Halfway through Apple’s ‘Let Loose’ May event, while introducing the company’s new iPad Pro, the company’s VP of platform architecture, Tim Millet, stopped by to drop the news of Apple’s latest in-house silicon chipset — M4.
In typical Apple fashion, the new one is much faster than anything else it’s made and certainly faster and betterer than any other chips on the market. The new M4 chip is built on TSMC’s second-generation 3nm process which experienced a few thermal teething problems when it launched last year. Those should’ve been addressed by now, right?
It’s about time for Apple M4 gains
Apple is billing its new M4 chip as necessary to run the new iPad Pro’s OLED displays… for now, although we’re sure that tune will change to include Apple’s AI efforts as soon as it shows up. The M4 seems rather similar to last year’s M3 which might explain why Apple steered clear of direct comparisons between the two and why it was comparatively light on technical details.
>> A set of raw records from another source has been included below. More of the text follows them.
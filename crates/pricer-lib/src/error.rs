//! Error types for the pricing pipeline

use thiserror::Error;

/// Result type for pricing operations.
pub type Result<T> = std::result::Result<T, PricingError>;

/// Errors that can occur while loading artifacts or quoting a price.
///
/// Everything except [`PricingError::ArtifactLoad`] is request scoped and is
/// turned into a failure response at the HTTP boundary.
#[derive(Debug, Error)]
pub enum PricingError {
    /// The request payload could not be parsed even with defaulting
    #[error("Invalid request payload: {0}")]
    InputCoercion(String),

    /// An encoded vector does not line up with the model's schema
    #[error("Feature vector does not match schema of model '{model}': {reason}")]
    SchemaMismatch {
        /// Model whose schema was violated
        model: String,
        /// What did not line up
        reason: String,
    },

    /// The inference call itself failed
    #[error("Model '{model}' failed to evaluate: {reason}")]
    ModelEvaluation {
        /// Model that failed
        model: String,
        /// Underlying failure
        reason: String,
    },

    /// A model artifact could not be read or parsed
    #[error("Failed to load model artifact {path}: {reason}")]
    ArtifactLoad {
        /// Location of the artifact
        path: String,
        /// Underlying failure
        reason: String,
    },
}

impl PricingError {
    /// Stable label used for metrics and structured logs
    pub fn kind(&self) -> &'static str {
        match self {
            PricingError::InputCoercion(_) => "input_coercion",
            PricingError::SchemaMismatch { .. } => "schema_mismatch",
            PricingError::ModelEvaluation { .. } => "model_evaluation",
            PricingError::ArtifactLoad { .. } => "artifact_load",
        }
    }

    /// True for errors confined to a single request
    pub fn is_request_scoped(&self) -> bool {
        !matches!(self, PricingError::ArtifactLoad { .. })
    }

    pub(crate) fn evaluation(model: &str, reason: impl std::fmt::Display) -> Self {
        PricingError::ModelEvaluation {
            model: model.to_string(),
            reason: reason.to_string(),
        }
    }

    pub(crate) fn artifact(path: impl std::fmt::Display, reason: impl std::fmt::Display) -> Self {
        PricingError::ArtifactLoad {
            path: path.to_string(),
            reason: reason.to_string(),
        }
    }
}
//! Nightly rate pricing library
//!
//! This crate provides the core functionality for:
//! - Defensive parsing of quote requests
//! - Loading the two trained price models
//! - Feature encoding, dual-model inference and price blending
//! - Tiering, impact attribution and insights
//! - Health checks and observability

pub mod error;
pub mod health;
pub mod input;
pub mod models;
pub mod observability;
pub mod predictor;

pub use error::{PricingError, Result};
pub use health::{
    ComponentHealth, ComponentStatus, HealthRegistry, HealthResponse, ReadinessResponse,
};
pub use input::{coerce_request, parse_request_body};
pub use models::*;
pub use observability::{PricerMetrics, StructuredLogger};
pub use predictor::{ModelArtifact, PricingEngine};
M4 features an “improved” 10-core CPU with four cores dedicated to performance and six to efficiency. This somehow results in a performance uplift of “up to” 50% over M2. The 10-core GPU also received some improvements, apparently, and is four times faster than the GPU in the M2. There is 120GB/s of unified memory bandwidth available, not far off the 128GB/s of the M3 Max.
Lastly, the NPU or ‘Neural Engine’ that Apple has been including in its chips for years is now slightly more relevant in the face of on-device AI capabilities that everyone else is pushing. It gets 16 cores to play with and is reportedly “faster and more efficient,” because of course it is.